Poppy has a straight tail, but it is set slightly lower and she only carries it high when she is excited or on the alert. This is the only photo I can find that shows it well - Poppy modelling her favourite winter jumper!


----------



## ericwd9

Grace carries her tail and head high most all times. My sig. photo shows her tail well enough.
Eric


----------



## peccan

Top view! So fluff!

Much poof! This tail earned a special mention at an inofficial conformation show!

Regal! Wow!

Bonus: best pal tails!

Bonus: itty bitty iddle widdle eight-week tail!


----------



## MiniPoo

Peccan, it looks like his tail straightened out since he was a puppy. He is definitely a beautiful dog with a beautiful tail.

I was so used to seeing a pom at the end of a docked poodle tail, but as I see these lovely long tails, they are looking more natural to me. 

Keep the pictures coming.


----------



## peccan

MiniPoo said:


> Peccan, it looks like his tail straightened out since he was a puppy. He is definitely a beautiful dog with a beautiful tail.(...)

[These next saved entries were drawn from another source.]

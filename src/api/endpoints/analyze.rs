//! `POST /api/analyze` — download the pair, ask the assistant, normalize.

use axum::extract::rejection::JsonRejection;
use axum::extract::State;
use axum::Json;
use serde::{Deserialize, Serialize};

use crate::analysis::{analyze_images, normalize_response, AnalysisResult};
use crate::api::endpoints::{json_body, run_blocking};
use crate::api::error::ApiError;
use crate::api::types::ApiContext;
use crate::fetch::download_image;

#[derive(Debug, Deserialize)]
pub struct AnalyzeRequest {
    pub before_image_url: String,
    pub after_image_url: String,
    #[serde(default)]
    pub procedures: Vec<String>,
}

#[derive(Debug, Serialize)]
pub struct AnalyzeResponse {
    pub success: bool,
    pub analysis: AnalysisResult,
    pub raw_response: String,
}

pub async fn analyze(
    State(ctx): State<ApiContext>,
    payload: Result<Json<AnalyzeRequest>, JsonRejection>,
) -> Result<Json<AnalyzeResponse>, ApiError> {
    let request = json_body(payload)?;
    let response = run_blocking(move || run_analysis(&ctx, &request)).await?;
    Ok(Json(response))
}

fn run_analysis(ctx: &ApiContext, request: &AnalyzeRequest) -> Result<AnalyzeResponse, ApiError> {
    let _span = tracing::info_span!("analyze_request", procedures = request.procedures.len())
        .entered();

    let http = ctx
        .download_client()
        .map_err(|e| ApiError::Internal(format!("HTTP client: {e}")))?;
    let before = download_image(&http, &request.before_image_url)?;
    let after = download_image(&http, &request.after_image_url)?;

    let assistant = ctx.assistants.create(&ctx.config)?;
    let raw_response = analyze_images(
        assistant.as_ref(),
        &ctx.config.assistant_id,
        before.path(),
        after.path(),
        &request.procedures,
        ctx.poll,
    )?;

    let analysis = normalize_response(&raw_response)?;
    tracing::info!(regions = ?analysis.areas.keys(), "Analysis complete");

    Ok(AnalyzeResponse {
        success: true,
        analysis,
        raw_response,
    })
}

#[cfg(test)]
mod tests {
    use super::*;
    use axum::body::{to_bytes, Body};
    use axum::http::{Request, StatusCode};
    use tower::ServiceExt;

    use crate::analysis::RunStatus;
    use crate::api::router::api_router;
    use crate::api::types::test_support::{mock_context, serve_fixture_images, MockAssistantFactory};

    const REPLY: &str = "```json\n{\"areas\":{\"nose\":{\"score\":\"b\",\"metrics\":{\"texture_improvement\":12}}},\"global\":{\"harmony\":90}}\n```";

    async fn post(ctx: ApiContext, body: serde_json::Value) -> (StatusCode, serde_json::Value) {
        let request = Request::builder()
            .method("POST")
            .uri("/api/analyze")
            .header("content-type", "application/json")
            .body(Body::from(body.to_string()))
            .unwrap();
        let response = api_router(ctx).oneshot(request).await.unwrap();
        let status = response.status();
        let bytes = to_bytes(response.into_body(), 1 << 20).await.unwrap();
        (status, serde_json::from_slice(&bytes).unwrap())
    }

    #[tokio::test(flavor = "multi_thread")]
    async fn analyze_returns_normalized_result() {
        let base = serve_fixture_images().await;
        let ctx = mock_context(MockAssistantFactory::replying(REPLY));

        let (status, json) = post(
            ctx,
            serde_json::json!({
                "before_image_url": format!("{base}/before.png"),
                "after_image_url": format!("{base}/after.png"),
                "procedures": ["Botox"],
            }),
        )
        .await;

        assert_eq!(status, StatusCode::OK);
        assert_eq!(json["success"], true);
        assert_eq!(json["raw_response"], REPLY);
        assert_eq!(json["analysis"]["areas"]["nose"]["score"], "B");
        assert_eq!(json["analysis"]["areas"]["nose"]["overall_score"], 12.0);
        assert!(json["analysis"]["areas"].get("forehead").is_none());
        assert_eq!(json["analysis"]["global"]["symmetry"]["after"], 90.0);
    }

    #[tokio::test(flavor = "multi_thread")]
    async fn empty_url_is_bad_request() {
        let ctx = mock_context(MockAssistantFactory::replying(REPLY));
        let (status, json) = post(
            ctx,
            serde_json::json!({"before_image_url": "", "after_image_url": "http://x/a.png"}),
        )
        .await;

        assert_eq!(status, StatusCode::BAD_REQUEST);
        assert_eq!(json["error"]["code"], "BAD_REQUEST");
    }

    #[tokio::test]
    async fn missing_field_is_bad_request() {
        let ctx = mock_context(MockAssistantFactory::replying(REPLY));
        let (status, json) = post(ctx, serde_json::json!({"before_image_url": "x"})).await;
        assert_eq!(status, StatusCode::BAD_REQUEST);
        assert_eq!(json["error"]["code"], "BAD_REQUEST");
    }

    #[tokio::test(flavor = "multi_thread")]
    async fn unreachable_image_is_upstream_failure() {
        let base = serve_fixture_images().await;
        let ctx = mock_context(MockAssistantFactory::replying(REPLY));
        let (status, json) = post(
            ctx,
            serde_json::json!({
                "before_image_url": format!("{base}/before.png"),
                "after_image_url": format!("{base}/nowhere.png"),
            }),
        )
        .await;

        assert_eq!(status, StatusCode::BAD_GATEWAY);
        assert_eq!(json["error"]["code"], "UPSTREAM_FAILED");
    }

    #[tokio::test(flavor = "multi_thread")]
    async fn unparseable_reply_is_502() {
        let base = serve_fixture_images().await;
        let ctx = mock_context(MockAssistantFactory::replying("Sorry, I can't help with that."));
        let (status, json) = post(
            ctx,
            serde_json::json!({
                "before_image_url": format!("{base}/before.png"),
                "after_image_url": format!("{base}/after.png"),
            }),
        )
        .await;

        assert_eq!(status, StatusCode::BAD_GATEWAY);
        assert_eq!(json["error"]["code"], "UNPARSEABLE_RESPONSE");
    }

    #[tokio::test(flavor = "multi_thread")]
    async fn stuck_run_is_gateway_timeout() {
        let base = serve_fixture_images().await;
        let mut factory = MockAssistantFactory::replying(REPLY);
        factory.final_status = RunStatus::InProgress;
        let ctx = mock_context(factory);

        let (status, json) = post(
            ctx,
            serde_json::json!({
                "before_image_url": format!("{base}/before.png"),
                "after_image_url": format!("{base}/after.png"),
            }),
        )
        .await;

        assert_eq!(status, StatusCode::GATEWAY_TIMEOUT);
        assert_eq!(json["error"]["code"], "UPSTREAM_TIMEOUT");
    }

    #[tokio::test(flavor = "multi_thread")]
    async fn missing_token_is_upstream_failure() {
        let base = serve_fixture_images().await;
        let ctx = ApiContext::new(crate::config::ServiceConfig::default());
        let (status, json) = post(
            ctx,
            serde_json::json!({
                "before_image_url": format!("{base}/before.png"),
                "after_image_url": format!("{base}/after.png"),
            }),
        )
        .await;

        assert_eq!(status, StatusCode::BAD_GATEWAY);
        assert_eq!(json["error"]["message"], "OpenAI token not configured");
    }
}
//! API server lifecycle: bind, spawn the axum server in a background task,
//! hand back a handle with a shutdown channel.

use std::net::SocketAddr;

use tokio::sync::oneshot;
use tokio::task::JoinHandle;

use crate::api::router::api_router;
use crate::api::types::ApiContext;

#[derive(Debug, thiserror::Error)]
pub enum ServerError {
    #[error("Failed to bind {addr}: {source}")]
    Bind {
        addr: String,
        source: std::io::Error,
    },

    #[error("Server task failed: {0}")]
    Task(String),
}

/// Handle to a running API server.
pub struct ApiServer {
    pub addr: SocketAddr,
    pub started_at: String,
    shutdown_tx: Option<oneshot::Sender<()>>,
    task: JoinHandle<()>,
}

impl ApiServer {
    /// Ask the server to stop accepting connections. Safe to call twice.
    pub fn shutdown(&mut self) {
        if let Some(tx) = self.shutdown_tx.take() {
            let _ = tx.send(());
            tracing::info!("API server shutdown signal sent");
        }
    }

    /// Wait for the server task to finish draining.
    pub async fn wait(self) -> Result<(), ServerError> {
        self.task
            .await
            .map_err(|e| ServerError::Task(e.to_string()))
    }
}

// ═══════════════════════════════════════════════════════════
// Server lifecycle
// ═══════════════════════════════════════════════════════════

/// Bind `host:port` and start serving in the background.
///
/// Port 0 binds an ephemeral port; the actual address is in the handle.
pub async fn start_api_server(
    ctx: ApiContext,
    host: &str,
    port: u16,
) -> Result<ApiServer, ServerError> {
    let bind_addr = format!("{host}:{port}");
    let listener = tokio::net::TcpListener::bind(&bind_addr)
        .await
        .map_err(|source| ServerError::Bind {
            addr: bind_addr.clone(),
            source,
        })?;
    let addr = listener.local_addr().map_err(|source| ServerError::Bind {
        addr: bind_addr,
        source,
    })?;

    let app = api_router(ctx);
    let (shutdown_tx, shutdown_rx) = oneshot::channel::<()>();

    let task = tokio::spawn(async move {
        let shutdown_signal = async move {
            let _ = shutdown_rx.await;
            tracing::info!("API server received shutdown signal");
        };

        tracing::info!(%addr, "API server started");

        if let Err(e) = axum::serve(listener, app)
            .with_graceful_shutdown(shutdown_signal)
            .await
        {
            tracing::error!("API server error: {e}");
        }

        tracing::info!("API server stopped");
    });

    Ok(ApiServer {
        addr,
        started_at: chrono::Utc::now().to_rfc3339(),
        shutdown_tx: Some(shutdown_tx),
        task,
    })
}

/// Serve until Ctrl-C, then shut down gracefully.
pub async fn serve_until_ctrl_c(ctx: ApiContext, host: &str, port: u16) -> Result<(), ServerError> {
    let mut server = start_api_server(ctx, host, port).await?;

    if let Err(e) = tokio::signal::ctrl_c().await {
        tracing::error!("Failed to listen for Ctrl-C: {e}");
    }
    server.shutdown();
    server.wait().await
}

#[cfg(test)]
mod tests {
    use super::*;
    use crate::api::types::test_support::{mock_context, MockAssistantFactory};

    async fn start() -> ApiServer {
        start_api_server(mock_context(MockAssistantFactory::replying("{}")), "127.0.0.1", 0)
            .await
            .expect("server should start")
    }

    #[tokio::test]
    async fn start_serves_root_and_stops() {
        let mut server = start().await;
        assert!(server.addr.port() > 0);
        assert!(!server.started_at.is_empty());

        let url = format!("http://{}/", server.addr);
        let json: serde_json::Value = reqwest::get(&url).await.unwrap().json().await.unwrap();
        assert_eq!(json["status"], "running");

        server.shutdown();
        server.wait().await.unwrap();
    }

    #[tokio::test]
    async fn unknown_route_returns_404() {
        let mut server = start().await;
        let url = format!("http://{}/nonexistent", server.addr);
        let resp = reqwest::get(&url).await.unwrap();
        assert_eq!(resp.status(), reqwest::StatusCode::NOT_FOUND);
        server.shutdown();
    }

    #[tokio::test]
    async fn shutdown_is_idempotent() {
        let mut server = start().await;
        server.shutdown();
        server.shutdown();
        server.wait().await.unwrap();
    }

    #[tokio::test]
    async fn bind_conflict_is_error() {
        let mut first = start().await;
        let result = start_api_server(
            mock_context(MockAssistantFactory::replying("{}")),
            "127.0.0.1",
            first.addr.port(),
        )
        .await;
        assert!(matches!(result, Err(ServerError::Bind { .. })));
        first.shutdown();
    }
}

Thanks! I do love his tail ^_^

It's actually always been a handbag handle. It looks curved in the puppy pic, but that's because Sulo's excited in that pic and carrying it high, making it curve a bit. I don't have a better pic of his puppy tail but when Sulo is alert and confident (or mischievous/playful/eager), his tail curves, arching above his hip, and when he's super duper into something exciting (see puddle pic), it can actually touch the back a bit. Otherwise it's fairly straight in motion.

With the other Poos I know with fairly straight tails, their tails act the same way. Curling forward a bit is a nice visual cue for us humans ^__^


----------



## Siskojan

Here are a couple of Sisko's tail. It is normally held up and curled over but relaxes straight when he sleeps, eats or is subdued. When we picked him up from the kennel after our holiday last year it was straight and down, and over the next 3 days rose and curled by varying degrees until he was back to his normal happy self.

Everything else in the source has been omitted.